Re: Re: stridden
Arnold M. Zwicky
zwicky at CSLI.STANFORD.EDU
Tue Mar 16 17:10:45 UTC 2004
On Mar 11, 2004, at 4:30 PM, i noted that:
> ... some analogies are
> hugely more likely than others. the analogies normally tap into the
> morphological regularities of the language.
and went to consider the past participle of a verb with base form
"stride" and past tense form "strode":
> ,,,once you've registered "strode" as the past tense form, there are
> then
> four possible analogies giving a past participle:
>
> 1. pple = past + n: stroden (cf. weave - wove - woven)
> 2. pple = pres + n: striden (cf. take - took - taken)
> 3. pple = ablaut past: strode (cf. find - found - found)
> 4. pple = special stem + n: stridden (cf. drive - drove - driven)
>
> the first three of these have relatively few exemplars, and no exemplar
> with /ay/ in the present and /o/ in the past (like "stride" -
> "strode"). only the fourth has any legs, and it rests on just four
> verbs with any great frequency...
this last bit is significantly wrong; i should have listened to my own
observation (above) about the importance of morphological regularities.
the fact is that though item-by-item analogy does occur, a great many
of the forms described as "analogical" are in fact just regularizations
-- the extension of morphological regularities to new items.
one of the great regularities in english verb forms is that the past
tense and past participle are usually identical; this is true for all
completely regular verbs and for a great many that exhibit various
subregularities or irregularities. it follows that once you've
registered "strode" as the past tense, the expectation will be that the
past participle is also "strode". so analogy #3 above should have *a
lot* going for it, even if there are no items with this pattern that
are phonologically similar to "stride". (phonological similarity is
what gives some life to the item-by-item analogy in #4.)
analogy #3 is the one favored by michael quinion and john baker in
recent postings to the list, and they provide examples from printed
works and google searches to show that this option has often been
taken, indeed more often taken than #4 -- results that really shouldn't
be surprising, given the past/pastparticiple generalization.

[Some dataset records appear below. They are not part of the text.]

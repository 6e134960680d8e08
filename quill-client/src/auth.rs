use crate::models::User;

/// Cookie, в котором сервер выдаёт CSRF-токен.
pub const XSRF_COOKIE: &str = "XSRF-TOKEN";
/// Заголовок, в котором клиент возвращает CSRF-токен.
pub const XSRF_HEADER: &str = "X-XSRF-TOKEN";

#[derive(Debug, Clone, PartialEq, Eq)]
/// Схема аутентификации одного запроса.
///
/// Схемы не смешиваются: запрос несёт либо CSRF-заголовок, либо bearer-токен.
pub enum AuthScheme {
    /// Cookie-сессия: изменяющие запросы несут `X-XSRF-TOKEN` из cookie.
    Cookie,
    /// Bearer-токен администратора в заголовке `Authorization`.
    Bearer(String),
}

impl AuthScheme {
    /// Выбирает схему по роли пользователя: администратор с сохранённым
    /// токеном работает через bearer, все остальные через cookie.
    pub fn for_session(user: Option<&User>, token: Option<&str>) -> Self {
        match (user, token) {
            (Some(user), Some(token)) if user.is_admin() => Self::Bearer(token.to_string()),
            _ => Self::Cookie,
        }
    }

    /// `true` для bearer-схемы.
    pub fn is_bearer(&self) -> bool {
        matches!(self, Self::Bearer(_))
    }
}

/// Достаёт значение cookie `name` из строки вида `a=1; b=2` и
/// декодирует его из percent-encoding.
pub(crate) fn cookie_value(header: &str, name: &str) -> Option<String> {
    header
        .split(';')
        .filter_map(|pair| pair.trim().split_once('='))
        .find(|(key, _)| *key == name)
        .map(|(_, value)| decode_cookie_value(value))
        .filter(|value| !value.is_empty())
}

fn decode_cookie_value(raw: &str) -> String {
    // form_urlencoded превращает '+' в пробел, а cookie кодируются без этого правила.
    let escaped = raw.replace('+', "%2B");
    url::form_urlencoded::parse(format!("v={escaped}").as_bytes())
        .next()
        .map(|(_, value)| value.into_owned())
        .unwrap_or_default()
}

(quinion notes that fowler and garner both recommend "stridden". this
is not exactly a surprise, since prescriptive grammarians have a
tendency to value irregularities over regular forms, probably on the
belief that irregular forms are usually older -- this is by no means
always the case, by the way -- and that the more regular forms are
*simplifications* of the historical system, simplifications resulting
from the failure of speakers to learn all the complexities of their
language. that is, they tend to see regular forms as errors of
ignorance.)
baker mentions also the possibility of "strid". the only way i can see
for past participle "strid" to arise is if the *past* of "stride" has
been reshaped to "strid" (perhaps on analogy to "hide" - "hid"); then,
by the past/pastparticiple generalization, the past participle should
follow along (or be "stridden", continuing the analogy with "hide"). i
believe that past "strid" is attested (i'm away from my sources right
now). i *know* that past "chid" for "chide" is attested (in john
newton's 1779 text for a hymn in the Sacred Harp shapenote book i sing
from). i suspect that there are even attestations for "rid" as the
past of "ride" and "driv" as the past of "drive", and perhaps others of
this very minor pattern. you'd expect such occurrences to be rare, of
course -- and past participles showing this pattern to be even rarer,
since past participle forms are a lot less frequent than past forms,
period.
but let me emphasize again that this discussion isn't about what the
past participle of "stride" *ought to be*. all of the following
patterns are certainly attested:
stride - strided - strided
stride - strode - strode
stride - strode - stridden
and other patterns might also be attested. if you've learned that the
past tense form is "strode", then essentially you're faced with a
competition between "strode" (which follows the past/pastparticiple
generalization) and "stridden" (which is supported by items
phonologically similar to "stride"). in the absence of clear models
from other speakers -- the verb is rare, past participles are rare, and
there is variation in the few instances you might hear -- you might
well just avoid the form entirely. which is what lots of people do.
if you settle on "strode", that's fine. if you settle on "stridden",
that's fine too. maybe some day one or the other of these forms will
catch on and spread throughout parts of the english-speaking world, but
that hasn't happened yet. (maybe "stride" will get completely
regularized. that sort of thing has been known to happen.) at the
moment, there are (at least) two alternatives, and many people are
comfortable with neither of them.
arnold (zwicky at csli.stanford.edu)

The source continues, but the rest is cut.